It meant many things depending on the matter at hand. It expressed her opinion on whether I was dressed appropriately or not, whether or not I had taken the right course of action in a particular crisis, usually of the heart. Or when I was completely accurate in my re-enactment of a terrifyingly mind numbing social occasion in Karachi, which she had dragged me to.... "for the last time!" I had sworn. And once again "id-yiot", confirms that I am right, the child could be a daughter and that would be one of the most delightful gifts, the coming true of my often expressed wish to her, "hai Saira, can't wait till you have a beti..." followed shortly by, "since it doesn't look like I'll be producing one in the next millennium, you'll just have to do it for me."

And now I tell her that I have my Green Card approval and can get on a flight tomorrow if she wants me to be with her. That was then. Two months ago when I called her at her summer home in Australia she told me she was indeed having that daughter. Ten more days to go.

Of Days Gone By
September, 1995

What a beautiful September evening. My balcony is still bathed in sunshine. I have recently moved in to this apartment, just down the hall and around the corner from my previous one. I spent four years in my last apartment, probably four of the most crucial years of my life. Isn't it amazing how quickly one can dismantle one's life in this town and shift it somewhere else? It took me a weekend to physically up and move, although it has taken me years to leave behind the memories embedded within that space I called home just a few weeks ago.

I have never been good with change. Always equating change with uncertainty and uncertainty with insecurity. And that is why I am constantly trying to build a net of security around myself, avoiding disorder at all cost and maniacally creating order in my life. I call no country home. Home is the four walls within which my clothes are hanging; my shoes are neatly stacked up in boxes one on top of the other and where my collection of books and CDs are readily accessible.

Every where else I am a visitor. Home is a state of mind for me, or rather a state of emotional comfort. And now it seems I am truly comfortable only within the confines of my four walls however temporary these might be. But I can't believe my luck, an apartment with a balcony. From here I can see the Hudson River and the setting sun. But fall is already in the air, and soon enough it will be dark by the time I get home from work and probably too cold to sit outside.
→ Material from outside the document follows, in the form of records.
//! Visão de preço derivada das reservas: spot, execução, slippage e cotas.
//! Preços em escala WAD (1e18), divisão interna nearest-even.

use super::error::Result;
use super::fixed_point::{div_nearest_even_u256, div_nearest_even_u256_to_u128, mul_div, u256_to_u128_checked};
use super::guardrails::{ensure_nonzero, ensure_reserves};
use super::swap::get_amount_out;
use super::types::{Bps, Direction, Ppm, Reserves, Wad, PPM_SCALE, U256, WAD};

/// Preço à vista de 1 A em B: **p = reserve_b / reserve_a** (em WAD).
///
/// Sem liquidez (`reserve_a == 0`) o preço é indefinido e a função devolve o
/// sentinela 0 em vez de falhar.
pub fn get_price(reserves: Reserves) -> Result<Wad> {
    if reserves.a == 0 {
        return Ok(0);
    }
    div_nearest_even_u256_to_u128(U256::from(reserves.b) * U256::from(WAD), U256::from(reserves.a))
}

/// Preço à vista de 1 B em A: **p = reserve_a / reserve_b** (em WAD), 0 sem liquidez.
pub fn spot_price_b_in_a(reserves: Reserves) -> Result<Wad> {
    if reserves.b == 0 {
        return Ok(0);
    }
    div_nearest_even_u256_to_u128(U256::from(reserves.a) * U256::from(WAD), U256::from(reserves.b))
}

fn spot_price(reserves: Reserves, direction: Direction) -> Result<Wad> {
    match direction {
        Direction::AToB => get_price(reserves),
        Direction::BToA => spot_price_b_in_a(reserves),
    }
}

/// Preço efetivo de execução: **out / amount_in** (em WAD), taxa inclusa.
pub fn execution_price(reserves: Reserves, direction: Direction, amount_in: Wad, fee_bps: Bps) -> Result<Wad> {
    ensure_nonzero("amount_in", amount_in)?;
    let (reserve_in, reserve_out) = reserves.oriented(direction);
    ensure_reserves(reserve_in, reserve_out)?;
    let out = get_amount_out(amount_in, reserve_in, reserve_out, fee_bps)?;
    div_nearest_even_u256_to_u128(U256::from(out) * U256::from(WAD), U256::from(amount_in))
}

/// Slippage relativo em **PPM** do preço de execução contra o spot (sempre ≥ 0):
/// slippage_ppm = ((spot - p_exec) / spot) * 1e6
pub fn slippage_ppm(reserves: Reserves, direction: Direction, amount_in: Wad, fee_bps: Bps) -> Result<Ppm> {
    let exec = execution_price(reserves, direction, amount_in, fee_bps)?;
    let spot = spot_price(reserves, direction)?;
    if exec >= spot || spot == 0 {
        return Ok(0);
    }
    let num = (U256::from(spot) - U256::from(exec)) * U256::from(PPM_SCALE);
    let q = u256_to_u128_checked(div_nearest_even_u256(num, U256::from(spot))?)?;
    Ok(q.min(u128::from(PPM_SCALE)) as Ppm)
}

/// Estimativa linear (sem curvatura): `amount_in * reserve_out / reserve_in`.
pub fn linear_estimate(amount_in: Wad, reserve_in: Wad, reserve_out: Wad) -> Result<Wad> {
    ensure_reserves(reserve_in, reserve_out)?;
    mul_div(amount_in, reserve_out, reserve_in)
}

/// **min_out** aceito para um swap considerando `tolerance_ppm` (0..1e6):
/// min_out = floor( out * (1 - tol) )
pub fn min_out_with_tolerance(
    reserves: Reserves,
    direction: Direction,
    amount_in: Wad,
    fee_bps: Bps,
    tolerance_ppm: Ppm,
) -> Result<Wad> {
    let (reserve_in, reserve_out) = reserves.oriented(direction);
    let out = get_amount_out(amount_in, reserve_in, reserve_out, fee_bps)?;
    let tol = tolerance_ppm.min(PPM_SCALE);
    mul_div(out, u128::from(PPM_SCALE - tol), u128::from(PPM_SCALE))
}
And that is why I have spent hours sitting in the sunshine this long Labor Day weekend, which symbolizes the end of summer in this country.

I have been marvelling at how gorgeous the weather has been these last three days. Picture perfect as they say. Lying on my balcony I could almost make believe that this was some beautiful tropical island; that is if I focussed only on the clear blue sky and ignored the surrounding buildings coming down at me, the men shouting on 96th street, the fire engines, police cars and the general mayhem which 96th and Broadway is sometimes all about.
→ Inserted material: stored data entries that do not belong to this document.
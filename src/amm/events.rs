//! Eventos estruturados emitidos após cada operação confirmada.

use tracing::info;

use super::types::{AccountId, Direction, Wad};

#[derive(Clone, Debug, PartialEq, Eq)]
pub enum PoolEvent {
    LiquidityAdded {
        provider: AccountId,
        amount_a: Wad,
        amount_b: Wad,
        shares_minted: Wad,
    },
    LiquidityRemoved {
        provider: AccountId,
        amount_a: Wad,
        amount_b: Wad,
        shares_burned: Wad,
    },
    Swap {
        trader: AccountId,
        direction: Direction,
        amount_in: Wad,
        amount_out: Wad,
    },
}

impl PoolEvent {
    pub fn name(&self) -> &'static str {
        match self {
            Self::LiquidityAdded { .. } => "LiquidityAdded",
            Self::LiquidityRemoved { .. } => "LiquidityRemoved",
            Self::Swap { .. } => "Swap",
        }
    }
}

/// Destino dos eventos do pool (indexador, log, fila...).
pub trait EventSink {
    fn emit(&self, event: &PoolEvent);
}

impl<S: EventSink + ?Sized> EventSink for std::sync::Arc<S> {
    fn emit(&self, event: &PoolEvent) {
        (**self).emit(event)
    }
}

/// Descarta tudo.
#[derive(Clone, Copy, Debug, Default)]
pub struct NoopSink;

impl EventSink for NoopSink {
    fn emit(&self, _event: &PoolEvent) {}
}

/// Publica os eventos como eventos `tracing` no target `dex_core::events`.
#[derive(Clone, Copy, Debug, Default)]
pub struct TracingSink;

impl EventSink for TracingSink {
    fn emit(&self, event: &PoolEvent) {
        match event {
            PoolEvent::LiquidityAdded {
                provider,
                amount_a,
                amount_b,
                shares_minted,
            } => info!(
                target: "dex_core::events",
                event = event.name(),
                provider = %provider,
                amount_a = %amount_a,
                amount_b = %amount_b,
                shares_minted = %shares_minted,
            ),
            PoolEvent::LiquidityRemoved {
                provider,
                amount_a,
                amount_b,
                shares_burned,
            } => info!(
                target: "dex_core::events",
                event = event.name(),
                provider = %provider,
                amount_a = %amount_a,
                amount_b = %amount_b,
                shares_burned = %shares_burned,
            ),
            PoolEvent::Swap {
                trader,
                direction,
                amount_in,
                amount_out,
            } => info!(
                target: "dex_core::events",
                event = event.name(),
                trader = %trader,
                direction = %direction,
                amount_in = %amount_in,
                amount_out = %amount_out,
            ),
        }
    }
}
When I get up to go back inside for a drink I notice my new neighbors. Men. If I stand on my balcony I can see in to their living room, but only if I stand up can we see each other. What happened to the Korean family? Earlier on I had seen a blondish guy shifting things in to the apartment. I think he had smiled at me, even said "hello". There is too much on my mind, I haven't even bothered to wonder who he might be. But here they are sitting on a couch talking. They look so civilized.

Four years in my old apartment. Fours years of big moments, comfortable moments and yes plenty of painful ones. The biggest moment was moving in to my own place, living alone in New York city. Albeit with my older brother living 10 flights up and close friends living just one floor above mine. But here I was with my own furniture, my own address and telephone number. A big moment for someone who did not even know how to use a pay phone in New York.

How vividly I remember the afternoon I arrived in New York from Mount Holyoke College in Massachusetts. I knew a few addresses and buildings only of course, and Citicorp Center, on 53rd and Lexington Avenue, was the first one I would spot and hold with my gaze with much relief, as the bus made its way past the Manhattan skyline, all the way until we entered Manhattan's daunting streets and avenues.

Citicorp Center was where my brother worked and waited for me so often on Friday evenings when I visited from college. But this was the first time I was downstairs and he upstairs on the 21st floor. He had asked me to call him when I arrived and so I attempted to do so. Hence my very first encounter with a pay phone. Luckily for me a gentleman was watching my struggle with amusement and came to my rescue just before my brother began to panic upstairs and consider sending a search party.

How would it have looked had he found me staring at a pay phone in hopes that it would magically make itself work? Well the concept was unheard of while I was growing up in Lahore. Which girl ever stepped out on to the street to make a phone call from a pay phone? If one could find such a thing. Unheard of. Then again there were many concepts which were unheard of in Lahore back in the 1970s, and perhaps even now. A young woman living alone being on top of the unheard of list.

Danca da Solidao
July, 1993

Saira came back in to my life a month before, after a seven year hiatus during which she produced two sons and I produced one shell shocked heart. I had completely lost touch with her during this time, once hearing that she was in Australia for the summers, and always hearing how she was the ultimate belle of most Karachi balls.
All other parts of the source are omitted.